= Bardaisan =

Syrian theologian and writer (154–222)

Bardaisan (11 July 154 – 222 AD; ܒܪ ܕܝܨܢ, Bar Dayṣān; also Bardaiṣan), known in Arabic as ibn Dayṣān (ابن ديصان) and in Latin as Bardesanes, was a Syriac-speaking Christian writer and teacher with a Gnostic background, and founder of the Bardaisanites.

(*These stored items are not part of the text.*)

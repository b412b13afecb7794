//! Process-wide randomness service.
//!
//! Thread-safe entry points share a single ChaCha-based generator that is
//! seeded from the operating system on first use and guarded by a mutex.
//! `get_strong_rand_bytes` additionally mixes fresh OS entropy into every
//! request and is what key generation draws from.
//!
//! `FastRandomContext` is the explicit, per-use alternative: it owns its own
//! generator, is cheap to query and is deliberately not `Sync`.

use std::cell::Cell;
use std::marker::PhantomData;
use std::sync::{Mutex, OnceLock, PoisonError};

use rand::rngs::{OsRng, StdRng};
use rand::{Rng, RngCore, SeedableRng};

use crate::chainhash::Hash;

fn shared_rng() -> &'static Mutex<StdRng> {
    static RNG: OnceLock<Mutex<StdRng>> = OnceLock::new();
    RNG.get_or_init(|| Mutex::new(StdRng::from_entropy()))
}

fn with_shared_rng<T>(f: impl FnOnce(&mut StdRng) -> T) -> T {
    let mut rng = shared_rng().lock().unwrap_or_else(PoisonError::into_inner);
    f(&mut rng)
}

/// Fill `buf` with bytes from the shared generator.
pub fn get_rand_bytes(buf: &mut [u8]) {
    with_shared_rng(|rng| rng.fill_bytes(buf));
}

/// Fill `buf` with OS entropy mixed with the shared generator's output.
///
/// Suitable for secret material such as private keys.
pub fn get_strong_rand_bytes(buf: &mut [u8]) {
    OsRng.fill_bytes(buf);
    let mut mix = vec![0u8; buf.len()];
    get_rand_bytes(&mut mix);
    for (b, m) in buf.iter_mut().zip(mix.iter()) {
        *b ^= *m;
    }
}

/// Return a uniformly distributed integer in `[0, max)`.
///
/// Returns 0 when `max` is 0.
pub fn get_rand(max: u64) -> u64 {
    if max == 0 {
        return 0;
    }
    with_shared_rng(|rng| rng.gen_range(0..max))
}

/// Return a uniformly distributed integer in `[0, max)`, 0 when `max <= 0`.
pub fn get_rand_int(max: i32) -> i32 {
    if max <= 0 {
        return 0;
    }
    with_shared_rng(|rng| rng.gen_range(0..max))
}

/// Return 32 random bytes as a `Hash`.
pub fn get_rand_hash() -> Hash {
    let mut bytes = [0u8; 32];
    get_rand_bytes(&mut bytes);
    Hash::new(bytes)
}

/// A fast, single-owner random generator.
///
/// Not thread-safe: each user creates its own context.
pub struct FastRandomContext {
    rng: StdRng,
    _not_sync: PhantomData<Cell<()>>,
}

impl FastRandomContext {
    /// Create a context seeded from the shared generator.
    pub fn new() -> Self {
        let seed = get_rand_hash();
        Self::deterministic(*seed.as_bytes())
    }

    /// Create a context with a fixed seed, producing a reproducible stream.
    pub fn deterministic(seed: [u8; 32]) -> Self {
        FastRandomContext {
            rng: StdRng::from_seed(seed),
            _not_sync: PhantomData,
        }
    }

    /// Generate a random u64.
    pub fn rand64(&mut self) -> u64 {
        self.rng.next_u64()
    }

    /// Generate a random u32.
    pub fn rand32(&mut self) -> u32 {
        self.rng.next_u32()
    }

    /// Generate a random boolean.
    pub fn rand_bool(&mut self) -> bool {
        self.rng.gen()
    }

    /// Generate an integer in `[0, max)`, or 0 when `max` is 0.
    pub fn rand_range(&mut self, max: u64) -> u64 {
        if max == 0 {
            return 0;
        }
        self.rng.gen_range(0..max)
    }

    /// Generate `len` random bytes.
    pub fn rand_bytes(&mut self, len: usize) -> Vec<u8> {
        let mut out = vec![0u8; len];
        self.rng.fill_bytes(&mut out);
        out
    }

    /// Generate a random 32-byte hash.
    pub fn rand256(&mut self) -> Hash {
        let mut bytes = [0u8; 32];
        self.rng.fill_bytes(&mut bytes);
        Hash::new(bytes)
    }
}

impl Default for FastRandomContext {
    fn default() -> Self {
        Self::new()
    }
}

#[cfg(test)]
mod tests {
    use super::*;

    #[test]
    fn test_shared_generator_produces_distinct_output() {
        let a = get_rand_hash();
        let b = get_rand_hash();
        assert_ne!(a, b, "two 256-bit draws should differ");

        let mut strong_a = [0u8; 32];
        let mut strong_b = [0u8; 32];
        get_strong_rand_bytes(&mut strong_a);
        get_strong_rand_bytes(&mut strong_b);
        assert_ne!(strong_a, strong_b);
    }

    #[test]
    fn test_get_rand_bounds() {
        assert_eq!(get_rand(0), 0);
        assert_eq!(get_rand_int(-5), 0);
        for _ in 0..1000 {
            assert!(get_rand(7) < 7);
            let v = get_rand_int(3);
            assert!((0..3).contains(&v));
        }
    }

    /// Concurrent callers share the generator without corrupting it.
    #[test]
    fn test_shared_generator_across_threads() {
        let handles: Vec<_> = (0..8)
            .map(|_| {
                std::thread::spawn(|| {
                    let mut buf = [0u8; 64];
                    get_rand_bytes(&mut buf);
                    buf
                })
            })
            .collect();
        let outputs: Vec<[u8; 64]> = handles.into_iter().map(|h| h.join().unwrap()).collect();
        for i in 0..outputs.len() {
            for j in i + 1..outputs.len() {
                assert_ne!(outputs[i], outputs[j]);
            }
        }
    }

    #[test]
    fn test_fast_context_deterministic() {
        let mut a = FastRandomContext::deterministic([9u8; 32]);
        let mut b = FastRandomContext::deterministic([9u8; 32]);
        assert_eq!(a.rand64(), b.rand64());
        assert_eq!(a.rand_bytes(17), b.rand_bytes(17));
        assert_eq!(a.rand256(), b.rand256());

        let mut c = FastRandomContext::deterministic([10u8; 32]);
        assert_ne!(a.rand64(), c.rand64());
    }

    #[test]
    fn test_fast_context_range() {
        let mut ctx = FastRandomContext::new();
        assert_eq!(ctx.rand_range(0), 0);
        for _ in 0..1000 {
            assert!(ctx.rand_range(10) < 10);
        }
        assert_eq!(ctx.rand_bytes(33).len(), 33);
    }
}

A scientist, scholar, astrologer, philosopher, hymnwriter, and poet, Bardaisan was also renowned for his knowledge of India, on which he wrote a book, now lost. According to the early Christian historian Eusebius, Bardaisan was at one time a follower of the Gnostic Valentinus, but later opposed Valentinian Gnosticism and also wrote against Marcionism.

==Biography==
===Early life and education===
Bardaisan (ܒܪ ܕܝܨܢ bar Daiṣān "son of the Daysan") was a Syriac author born on 11 July 154 in Edessa, Osroene, which, in those days, was alternately under the influence of both the Roman Empire and the Parthian Empire. To indicate the city of his birth, his parents called him "Son of the Daysan", the river on which Edessa was situated. He is sometimes also referred to as "the Babylonian" (by Porphyrius); and, on account of his later important activity in Arsacid Armenia, "the Armenian", (by Hippolytus of Rome), while Ephrem the Syrian calls him "philosopher of the Arameans" (ܦܝܠܘܣܘܦܐ ܕܐܖ̈ܡܝܐ). Some sources refer to his high birth and wealth; according to Michael the Syrian, Bardaisan's parents had fled Persia and Sextus Julius Africanus reports that he was of the Parthian nobility. His parents, Nuhama and Nahshiram, must have been people of rank, for their son was educated with a prince of Osroene, possibly the later Abgar VIII. Africanus says that he saw Bardaisan, with bow and arrow, mark the outline of a boy's face with his arrows on a shield which the boy held.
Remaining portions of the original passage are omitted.